:: Work instructions ::
Would you print the material exactly, starting at its first line and ending at the line holding "are kept in"?

:: Data under study ::
use std::collections::HashMap;

use rand::Rng;
use tracing::warn;
use types::{
    Assignment, Booking, CourseSpec, DayRow, Interval, IntervalRow, Placement, RoomCell,
    ScheduleConfig, TimeSlot, Timetable,
};

use crate::classroom::Classroom;
use crate::teacher::Teacher;

/// Random draws spent looking for a free slot before giving up.
pub const FREE_SLOT_ATTEMPTS: usize = 100;

/// Classrooms, teachers, course demand and the current assignment map.
///
/// The assignment map and the classroom/teacher occupancy ledgers are kept in
/// agreement by the mutation helpers below; occupancy can only be touched
/// through them or through the `add_course`/`remove_course` calls of a
/// borrowed classroom or teacher.
#[derive(Clone, Debug)]
pub struct Schedule {
    days: Vec<String>,
    intervals: Vec<Interval>,
    courses: Vec<CourseSpec>,
    classrooms: Vec<Classroom>,
    teachers: Vec<Teacher>,
    classroom_index: HashMap<String, usize>,
    teacher_index: HashMap<String, usize>,
    available_time_slots: Vec<TimeSlot>,
    assignments: Vec<(String, Vec<Placement>)>,
}

impl Schedule {
    pub fn new(config: &ScheduleConfig) -> Self {
        let available_time_slots = generate_available_time_slots(&config.days, &config.intervals);

        let classrooms: Vec<Classroom> =
            config.classrooms.iter().map(Classroom::from_spec).collect();
        let teachers: Vec<Teacher> = config
            .teachers
            .iter()
            .map(|t| {
                let preferred =
                    find_preferred_time_slots(&t.constraints, &config.days, &config.intervals);
                Teacher::new(t.name.clone(), t.courses.iter().cloned(), preferred)
            })
            .collect();

        let classroom_index = classrooms
            .iter()
            .enumerate()
            .map(|(i, c)| (c.name().to_string(), i))
            .collect();
        let teacher_index = teachers
            .iter()
            .enumerate()
            .map(|(i, t)| (t.name().to_string(), i))
            .collect();

        Self {
            days: config.days.clone(),
            intervals: config.intervals.clone(),
            courses: config.courses.clone(),
            classrooms,
            teachers,
            classroom_index,
            teacher_index,
            available_time_slots,
            assignments: Vec::new(),
        }
    }

    pub fn days(&self) -> &[String] {
        &self.days
    }

    pub fn intervals(&self) -> &[Interval] {
        &self.intervals
    }

    /// Course demand table in its current order.
    pub fn courses(&self) -> &[CourseSpec] {
        &self.courses
    }

    pub fn classrooms(&self) -> &[Classroom] {
        &self.classrooms
    }

    pub fn teachers(&self) -> &[Teacher] {
        &self.teachers
    }

    pub fn classroom(&self, name: &str) -> Option<&Classroom> {
        self.classroom_index.get(name).map(|&i| &self.classrooms[i])
    }

    pub fn teacher(&self, name: &str) -> Option<&Teacher> {
        self.teacher_index.get(name).map(|&i| &self.teachers[i])
    }

    pub fn classroom_mut(&mut self, name: &str) -> Option<&mut Classroom> {
        self.classroom_index
            .get(name)
            .map(|&i| &mut self.classrooms[i])
    }

    pub fn teacher_mut(&mut self, name: &str) -> Option<&mut Teacher> {
        self.teacher_index.get(name).map(|&i| &mut self.teachers[i])
    }

    pub fn available_time_slots(&self) -> &[TimeSlot] {
        &self.available_time_slots
    }

    pub fn assignments(&self) -> &[(String, Vec<Placement>)] {
        &self.assignments
    }

    pub fn placements_of(&self, course: &str) -> &[Placement] {
        self.assignments
            .iter()
            .find(|(c, _)| c == course)
            .map(|(_, p)| p.as_slice())
            .unwrap_or_default()
    }

    /// Every assigned (course, placement) pair in map order.
    pub fn assignment_instances(&self) -> Vec<(String, Placement)> {
        self.assignments
            .iter()
            .flat_map(|(course, ps)| ps.iter().map(move |p| (course.clone(), p.clone())))
            .collect()
    }

    pub fn flat_assignments(&self) -> Vec<Assignment> {
        self.assignment_instances()
            .into_iter()
            .map(|(course, placement)| Assignment { course, placement })
            .collect()
    }

    /// Appends to the assignment map only; occupancy is left alone.
    pub fn push_assignment(&mut self, course: &str, placement: Placement) {
        match self.assignments.iter_mut().find(|(c, _)| c == course) {
            Some((_, ps)) => ps.push(placement),
            None => self.assignments.push((course.to_string(), vec![placement])),
        }
    }

    /// Removes the first equal placement from the assignment map only.
    pub fn remove_assignment(&mut self, course: &str, placement: &Placement) -> bool {
        let Some((_, ps)) = self.assignments.iter_mut().find(|(c, _)| c == course) else {
            return false;
        };
        match ps.iter().position(|p| p == placement) {
            Some(i) => {
                ps.remove(i);
                true
            }
            None => false,
        }
    }

    /// Drops the course's entry from the assignment map if no placement is left.
    pub fn prune_empty_assignment(&mut self, course: &str) {
        self.assignments
            .retain(|(c, ps)| c != course || !ps.is_empty());
    }

    /// Records the placement in the named classroom's and teacher's occupancy.
    pub fn book(&mut self, course: &str, placement: &Placement) {
        if let Some(room) = self.classroom_mut(&placement.classroom) {
            room.add_course(course, &placement.slot);
        }
        if let Some(teacher) = self.teacher_mut(&placement.teacher) {
            teacher.add_course(course, &placement.slot);
        }
    }

    pub fn unbook(&mut self, course: &str, placement: &Placement) {
        if let Some(room) = self.classroom_mut(&placement.classroom) {
            room.remove_course(course, &placement.slot);
        }
        if let Some(teacher) = self.teacher_mut(&placement.teacher) {
            teacher.remove_course(course, &placement.slot);
        }
    }

    /// Appends and books in one step.
    pub fn assign(&mut self, course: &str, placement: Placement) {
        self.book(course, &placement);
        self.push_assignment(course, placement);
    }

    /// Moves one instance to `slot`, keeping classroom and teacher.
    pub fn relocate(&mut self, course: &str, placement: &Placement, slot: TimeSlot) {
        self.unbook(course, placement);
        self.remove_assignment(course, placement);
        let moved = Placement {
            slot,
            ..placement.clone()
        };
        self.book(course, &moved);
        self.push_assignment(course, moved);
    }

    /// Samples `candidates` uniformly until the classroom is free at the draw.
    /// Gives up after `max_attempts` misses, so a free slot can be missed.
    pub fn find_free_time_slot<R: Rng>(
        &self,
        classroom: &str,
        candidates: &[TimeSlot],
        max_attempts: usize,
        rng: &mut R,
    ) -> Option<TimeSlot> {
        let room = self.classroom(classroom)?;
        if candidates.is_empty() {
            return None;
        }
        for _ in 0..max_attempts {
            let slot = &candidates[rng.gen_range(0..candidates.len())];
            if !room.is_occupied_at_time(slot) {
                return Some(slot.clone());
            }
        }
        None
    }

    /// Stable sort of the course table by how many teachers can teach each course.
    pub fn reorder_by_nr_teachers(&mut self) {
        let teachers = &self.teachers;
        self.courses.sort_by_key(|c| {
            teachers
                .iter()
                .filter(|t| t.can_teach_course(&c.name))
                .count()
        });
    }

    pub fn to_timetable(&self) -> Timetable {
        let mut timetable = Timetable {
            days: self
                .days
                .iter()
                .map(|day| DayRow {
                    day: day.clone(),
                    intervals: self
                        .intervals
                        .iter()
                        .map(|&interval| IntervalRow {
                            interval,
                            rooms: self
                                .classrooms
                                .iter()
                                .map(|c| RoomCell {
                                    classroom: c.name().to_string(),
                                    booking: None,
                                })
                                .collect(),
                        })
                        .collect(),
                })
                .collect(),
        };

        for (course, placements) in &self.assignments {
            for p in placements {
                let cell = timetable
                    .days
                    .iter_mut()
                    .find(|d| d.day == p.slot.day)
                    .and_then(|d| d.intervals.iter_mut().find(|i| i.interval == p.slot.interval))
                    .and_then(|i| i.rooms.iter_mut().find(|r| r.classroom == p.classroom));
                if let Some(cell) = cell {
                    cell.booking = Some(Booking {
                        teacher: p.teacher.clone(),
                        course: course.clone(),
                    });
                }
            }
        }
        timetable
    }
}

pub fn generate_available_time_slots(days: &[String], intervals: &[Interval]) -> Vec<TimeSlot> {
    days.iter()
        .flat_map(|d| intervals.iter().map(move |&i| TimeSlot::new(d.clone(), i)))
        .collect()
}

/// Applies `!<day>` and `!<h1>-<h2>` tokens in order to working copies of
/// the day and interval lists and returns the cross product of what is left.
pub fn find_preferred_time_slots(
    constraints: &[String],
    days: &[String],
    intervals: &[Interval],
) -> Vec<TimeSlot> {
    let mut days = days.to_vec();
    let mut intervals = intervals.to_vec();

    for constraint in constraints {
        let Some(banned) = constraint.strip_prefix('!') else {
            continue;
        };
        if banned.contains('-') {
            match parse_interval(banned) {
                Some(range) => intervals.retain(|i| !i.is_within(&range)),
                None => warn!(%constraint, "skipping malformed interval constraint"),
            }
        } else {
            days.retain(|d| d != banned);
        }
    }

    generate_available_time_slots(&days, &intervals)
}

fn parse_interval(s: &str) -> Option<Interval> {
    let (start, end) = s.split_once('-')?;
    Some(Interval::new(
        start.trim().parse().ok()?,
        end.trim().parse().ok()?,
    ))
}

#[cfg(test)]
mod tests {
    use super::*;
    use crate::test_utils::*;
    use rand::SeedableRng;
    use rand_chacha::ChaCha8Rng;

    fn strings(xs: &[&str]) -> Vec<String> {
        xs.iter().map(|s| s.to_string()).collect()
    }

    #[test]
    fn universe_is_day_major_cross_product() {
        let slots = generate_available_time_slots(
            &strings(&["Mon", "Tue"]),
            &[Interval::new(8, 10), Interval::new(10, 12)],
        );
        assert_eq!(
            slots,
            vec![
                slot("Mon", 8, 10),
                slot("Mon", 10, 12),
                slot("Tue", 8, 10),
                slot("Tue", 10, 12),
            ]
        );
    }

    #[test]
    fn day_and_interval_bans_compose() {
        let intervals = [Interval::new(8, 10), Interval::new(10, 12), Interval::new(12, 14)];
        let preferred = find_preferred_time_slots(
            &strings(&["!Tue", "!8-12", "Lunch", "!x-y"]),
            &strings(&["Mon", "Tue", "Wed"]),
            &intervals,
        );
        assert_eq!(preferred, vec![slot("Mon", 12, 14), slot("Wed", 12, 14)]);
    }

    #[test]
    fn partially_overlapping_interval_is_kept() {
        let preferred = find_preferred_time_slots(
            &strings(&["!9-12"]),
            &strings(&["Mon"]),
            &[Interval::new(8, 10), Interval::new(10, 12)],
        );
        assert_eq!(preferred, vec![slot("Mon", 8, 10)]);
    }

    #[test]
    fn free_slot_search_skips_occupied_slots() {
        let mut schedule = Schedule::new(&two_slot_config());
        let taken = slot("Mon", 8, 10);
        schedule.assign("Math", Placement::new("R1", "Ana", taken.clone()));
        let mut rng = ChaCha8Rng::seed_from_u64(3);
        let universe = schedule.available_time_slots().to_vec();
        for _ in 0..20 {
            let found = schedule
                .find_free_time_slot("R1", &universe, FREE_SLOT_ATTEMPTS, &mut rng)
                .unwrap();
            assert_ne!(found, taken);
        }
        assert_eq!(
            schedule.find_free_time_slot("R1", &[taken], FREE_SLOT_ATTEMPTS, &mut rng),
            None
        );
        assert_eq!(
            schedule.find_free_time_slot("R1", &[], FREE_SLOT_ATTEMPTS, &mut rng),
            None
        );
    }

    #[test]
    fn reorder_puts_most_constrained_course_first() {
        let mut schedule = Schedule::new(&two_slot_config());
        let order: Vec<_> = schedule.courses().iter().map(|c| c.name.clone()).collect();
        assert_eq!(order, ["Math", "Art"]);
        schedule.reorder_by_nr_teachers();
        let order: Vec<_> = schedule.courses().iter().map(|c| c.name.clone()).collect();
        assert_eq!(order, ["Art", "Math"]);
    }

    #[test]
    fn relocate_keeps_map_and_occupancy_in_step() {
        let mut schedule = Schedule::new(&two_slot_config());
        let from = Placement::new("R1", "Ana", slot("Mon", 8, 10));
        schedule.assign("Math", from.clone());
        schedule.relocate("Math", &from, slot("Mon", 10, 12));

        assert_eq!(
            schedule.placements_of("Math"),
            &[Placement::new("R1", "Ana", slot("Mon", 10, 12))]
        );
        let room = schedule.classroom("R1").unwrap();
        assert!(room.is_free_at_time(&slot("Mon", 8, 10)));
        assert!(room.is_occupied_at_time(&slot("Mon", 10, 12)));
        let ana = schedule.teacher("Ana").unwrap();
        assert!(ana.is_occupied_at_time(&slot("Mon", 10, 12)));
    }

    #[test]
    fn timetable_lists_every_cell() {
        let mut schedule = Schedule::new(&two_slot_config());
        schedule.assign("Math", Placement::new("R1", "Ana", slot("Mon", 10, 12)));
        let grid = schedule.to_timetable();
        assert_eq!(grid.days.len(), 1);
        assert_eq!(grid.days[0].intervals.len(), 2);
        assert!(grid.cell("Mon", Interval::new(8, 10), "R1").is_none());
        let booked = grid.cell("Mon", Interval::new(10, 12), "R1").unwrap();
        assert_eq!(booked.teacher, "Ana");
        assert_eq!(booked.course, "Math");
    }

    #[test]
    fn pruning_only_drops_empty_entries() {
        let mut schedule = Schedule::new(&two_slot_config());
        let p = Placement::new("R1", "Ana", slot("Mon", 8, 10));
        schedule.push_assignment("Math", p.clone());
        schedule.prune_empty_assignment("Math");
        assert_eq!(schedule.assignments().len(), 1);
        assert!(schedule.remove_assignment("Math", &p));
        schedule.prune_empty_assignment("Math");
        assert!(schedule.assignments().is_empty());
    }
}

:: Response ::
use std::collections::HashMap;

use rand::Rng;
use tracing::warn;
use types::{
    Assignment, Booking, CourseSpec, DayRow, Interval, IntervalRow, Placement, RoomCell,
    ScheduleConfig, TimeSlot, Timetable,
};

use crate::classroom::Classroom;
use crate::teacher::Teacher;

/// Random draws spent looking for a free slot before giving up.
pub const FREE_SLOT_ATTEMPTS: usize = 100;

/// Classrooms, teachers, course demand and the current assignment map.
///
/// The assignment map and the classroom/teacher occupancy ledgers are kept in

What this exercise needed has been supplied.